Ten years later, Johnny is helping Andrea find her way home.
As I said, the concert has evolved into something beyond beautiful. We also gather to raise a glass to Andrea’s rapid, sweat-drenched gains in the gym. Few people I know work harder. Few people I know are more motivated to live life.
If you have followed our blog, you know that Andrea has gained solid ground cognitively and in her memory. Her right arm is finally moving again. She now does two miles on the hand bike during her therapy days. And she has been taking steps – twice inside the handrails at Craig Hospital. Her physical therapist last week told me that Andrea is ready for a much more rigorous walking program: getting outside those handrails, pushing a shopping cart, walking on a treadmill while supported by a large sling. She’s now doing two-minute stands at home, bracing herself on the kitchen counter with just a tiny bit of support from me on her right hip and knee.
Andrea is zooming toward the day when she will be walking without help. Tomorrow night, she will be in her chair with – undoubtedly – a giant smile on her face, and with Nancy and me at her side. (Lorrie is away on business and is disappointed to miss the concert.
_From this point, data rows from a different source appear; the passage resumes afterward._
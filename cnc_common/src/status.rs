//! Protocol status, alarm and feedback message codes.
//!
//! `StatusCode` is the explicit outcome of every command-layer operation in
//! the reporting core. Numeric values are the protocol `error:<n>` numbers.

use serde::{Deserialize, Serialize};

/// Protocol status code.
#[derive(Debug, Clone, Copy, PartialEq, Eq, Hash, Serialize, Deserialize)]
#[repr(u8)]
pub enum StatusCode {
    Ok = 0,
    ExpectedCommandLetter = 1,
    BadNumberFormat = 2,
    InvalidStatement = 3,
    NegativeValue = 4,
    /// Setting (or setting scope) disabled or not found.
    SettingDisabled = 5,
    SettingStepPulseMin = 6,
    /// Non-volatile settings read failure.
    SettingReadFail = 7,
    IdleError = 8,
    SystemGClock = 9,
    SoftLimitError = 10,
    Overflow = 11,
    MaxStepRateExceeded = 12,
    CheckDoor = 13,
    LineLengthExceeded = 14,
    TravelExceeded = 15,
    InvalidJogCommand = 16,
    SettingDisabledLaser = 17,
    Reset = 18,
    NonPositiveValue = 19,
    GcodeUnsupportedCommand = 20,
    GcodeModalGroupViolation = 21,
    GcodeUndefinedFeedRate = 22,
    GcodeCommandValueNotInteger = 23,
    GcodeAxisCommandConflict = 24,
    GcodeWordRepeated = 25,
    GcodeNoAxisWords = 26,
    GcodeInvalidLineNumber = 27,
    GcodeValueWordMissing = 28,
    GcodeUnsupportedCoordSys = 29,
    GcodeG53InvalidMotionMode = 30,
    GcodeAxisWordsExist = 31,
    GcodeNoAxisWordsInPlane = 32,
    GcodeInvalidTarget = 33,
    GcodeArcRadiusError = 34,
    GcodeNoOffsetsInPlane = 35,
    GcodeUnusedWords = 36,
    GcodeG43DynamicAxisError = 37,
    GcodeIllegalToolTableEntry = 38,
    GcodeValueOutOfRange = 39,
    /// Internal only: the request was not handled and should be tried elsewhere.
    Unhandled = 255,
}

impl StatusCode {
    /// Protocol number.
    #[inline]
    pub const fn code(self) -> u8 {
        self as u8
    }

    #[inline]
    pub const fn is_ok(self) -> bool {
        matches!(self, Self::Ok)
    }
}

/// Alarm code. Zero means no alarm.
pub type AlarmCode = u8;

pub const ALARM_HARD_LIMIT: AlarmCode = 1;
pub const ALARM_SOFT_LIMIT: AlarmCode = 2;
pub const ALARM_ABORT_CYCLE: AlarmCode = 3;
pub const ALARM_PROBE_FAIL_INITIAL: AlarmCode = 4;
pub const ALARM_PROBE_FAIL_CONTACT: AlarmCode = 5;
pub const ALARM_HOMING_FAIL_RESET: AlarmCode = 6;
pub const ALARM_HOMING_FAIL_DOOR: AlarmCode = 7;
pub const ALARM_HOMING_FAIL_PULLOFF: AlarmCode = 8;
pub const ALARM_HOMING_FAIL_APPROACH: AlarmCode = 9;
pub const ALARM_ESTOP: AlarmCode = 10;
pub const ALARM_HOMING_REQUIRED: AlarmCode = 11;
pub const ALARM_LIMITS_ENGAGED: AlarmCode = 12;
pub const ALARM_PROBE_PROTECT: AlarmCode = 13;
pub const ALARM_SPINDLE: AlarmCode = 14;
pub const ALARM_HOMING_FAIL_AUTO_SQUARING: AlarmCode = 15;
pub const ALARM_SELFTEST_FAILED: AlarmCode = 16;
pub const ALARM_MOTOR_FAULT: AlarmCode = 17;

/// Category prefix for free-text messages.
#[derive(Debug, Clone, Copy, PartialEq, Eq, Hash, Default)]
pub enum MessageType {
    #[default]
    Plain,
    Info,
    Warning,
}

/// Fixed feedback messages (`[MSG:...]`).
#[derive(Debug, Clone, Copy, PartialEq, Eq, Hash)]
pub enum MessageCode {
    None,
    CriticalEvent,
    AlarmLock,
    AlarmUnlock,
    Enabled,
    Disabled,
    SafetyDoorAjar,
    CheckLimits,
    ProgramEnd,
    RestoreDefaults,
    SpindleRestore,
    SleepMode,
    EStop,
    HomingCycleRequired,
    CycleStartToRerun,
    ReferenceTloEstablished,
    MotorFault,
    /// Plugin-defined message; text is supplied by a registered handler.
    Extension(u8),
}

impl MessageCode {
    /// Message text, `None` for codes that carry no built-in text.
    pub const fn text(self) -> Option<&'static str> {
        match self {
            Self::None | Self::Extension(_) => None,
            Self::CriticalEvent => Some("Reset to continue"),
            Self::AlarmLock => Some("'$H'|'$X' to unlock"),
            Self::AlarmUnlock => Some("Caution: Unlocked"),
            Self::Enabled => Some("Enabled"),
            Self::Disabled => Some("Disabled"),
            Self::SafetyDoorAjar => Some("Check Door"),
            Self::CheckLimits => Some("Check Limits"),
            Self::ProgramEnd => Some("Pgm End"),
            Self::RestoreDefaults => Some("Restoring defaults"),
            Self::SpindleRestore => Some("Restoring spindle"),
            Self::SleepMode => Some("Sleeping"),
            Self::EStop => Some("Emergency stop"),
            Self::HomingCycleRequired => Some("Homing cycle required"),
            Self::CycleStartToRerun => Some("Press cycle start to rerun job"),
            Self::ReferenceTloEstablished => Some("Reference tool length offset established"),
            Self::MotorFault => Some("Motor fault"),
        }
    }
}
Our friend, Kevin Olson, will video the event to ensure that Lorrie or any of our scattered friends and family can later see the party online). We hope that Andrea’s mental stamina will allow us to stay the entire evening. If she tires, Nancy, Andrea and I will quietly exit to let you enjoy the show.
Either way, we’ll all be grooving to the beat of Andrea’s astounding progress.